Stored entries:
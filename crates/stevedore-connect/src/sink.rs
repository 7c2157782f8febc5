//! Sink interface
//!
//! Destination writers implement [`Sink`]; this core supplies everything
//! upstream of the destination call (parsing, field extraction, templating,
//! and the partition/reconcile contract) while the concrete network clients
//! stay outside.
//!
//! A typical writer composes the pieces like this:
//!
//! ```rust,ignore
//! use stevedore_connect::prelude::*;
//!
//! struct RowKeySink {
//!     parser: ProtoParser,
//!     schema: Arc<Schema>,
//!     templates: CompiledTemplates,
//!     client: WideColumnClient, // out of scope
//! }
//!
//! impl RowKeySink {
//!     fn new(config: &SinkConnectorConfig, registry: Arc<dyn DescriptorRegistry>) -> Result<Self> {
//!         let parser = ProtoParser::new(registry)
//!             .with_unknown_fields_allowed(config.allow_unknown_fields);
//!         let schema = parser.schema(config.schema_class()?)?;
//!         // a bad pattern fails here, before any message is processed
//!         let templates = CompiledTemplates::compile(&config.templates)?;
//!         Ok(Self { parser, schema, templates, client: WideColumnClient::connect()? })
//!     }
//! }
//!
//! impl Sink for RowKeySink {
//!     fn push_to_sink(&mut self, messages: &[Message]) -> Result<SinkResponse> {
//!         let mode = ParseMode::LogMessage;
//!         let row_key = self.templates.row_key.as_ref().expect("validated at construction");
//!         let partition = RecordPartition::convert(messages, |_, message| {
//!             let decoded = self.parser.parse(message, mode, &self.schema.full_name)?;
//!             let key = row_key.resolve(&decoded, &self.schema)?;
//!             let columns = decoded.to_mapping(&self.schema)?;
//!             Ok((key, columns))
//!         });
//!         let failures = self.client.write(partition.valid())?;
//!         Ok(partition.into_response(failures))
//!     }
//!
//!     fn close(&mut self) -> Result<()> {
//!         self.client.shutdown()
//!     }
//! }
//! ```

use crate::error::Result;
use crate::message::Message;
use crate::partition::SinkResponse;

/// A destination writer for batches of messages.
///
/// `push_to_sink` is synchronous and single-threaded per call; embedders
/// scale by running batches or partitions in parallel, each with its own
/// writer. A call always returns a [`SinkResponse`] covering every input
/// index — per-message failures never abort the batch.
pub trait Sink {
    /// Deliver one batch, reporting per-index failures
    fn push_to_sink(&mut self, messages: &[Message]) -> Result<SinkResponse>;

    /// Release destination resources
    fn close(&mut self) -> Result<()>;
}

Work item: When you write the entries out again, keep every word and mark exactly as it is.

Answer for this exercise:
filename crates/stevedore-connect/src/sink.rs
repository 7c2157782f8febc5
//! Sink interface
//!
//! Destination writers implement [`Sink`]; this core supplies everything
//! upstream of the destination call (parsing, field extraction, templating,
//! and the partition/reconcile contract) while the concrete network clients
//! stay outside.
//!
//! A typical writer composes the pieces like this:
//!
//! ```rust,ignore
//! use stevedore_connect::prelude::*;
//!
//! struct RowKeySink {
//!     parser: ProtoParser,
//!     schema: Arc<Schema>,
//!     templates: CompiledTemplates,
//!     client: WideColumnClient, // out of scope
//! }
//!
//! impl RowKeySink {
//!     fn new(config: &SinkConnectorConfig, registry: Arc<dyn DescriptorRegistry>) -> Result<Self> {
//!         let parser = ProtoParser::new(registry)
//!             .with_unknown_fields_allowed(config.allow_unknown_fields);
//!         let schema = parser.schema(config.schema_class()?)?;
//!         // a bad pattern fails here, before any message is processed
//!         let templates = CompiledTemplates::compile(&config.templates)?;
//!         Ok(Self { parser, schema, templates, client: WideColumnClient::connect()? })
//!     }
//! }
//!
//! impl Sink for RowKeySink {
//!     fn push_to_sink(&mut self, messages: &[Message]) -> Result<SinkResponse> {
//!         let mode = ParseMode::LogMessage;
//!         let row_key = self.templates.row_key.as_ref().expect("validated at construction");
//!         let partition = RecordPartition::convert(messages, |_, message| {
//!             let decoded = self.parser.parse(message, mode, &self.schema.full_name)?;
//!             let key = row_key.resolve(&decoded, &self.schema)?;
//!             let columns = decoded.to_mapping(&self.schema)?;
//!             Ok((key, columns))
//!         });
//!         let failures = self.client.write(partition.valid())?;
//!         Ok(partition.into_response(failures))
//!     }
//!
//!     fn close(&mut self) -> Result<()> {
//!         self.client.shutdown()
//!     }
//! }
//! ```

use crate::error::Result;
use crate::message::Message;
use crate::partition::SinkResponse;

/// A destination writer for batches of messages.
///
/// `push_to_sink` is synchronous and single-threaded per call; embedders
/// scale by running batches or partitions in parallel, each with its own
/// writer. A call always returns a [`SinkResponse`] covering every input
/// index — per-message failures never abort the batch.
pub trait Sink {
    /// Deliver one batch, reporting per-index failures
    fn push_to_sink(&mut self, messages: &[Message]) -> Result<SinkResponse>;

    /// Release destination resources
    fn close(&mut self) -> Result<()>;
}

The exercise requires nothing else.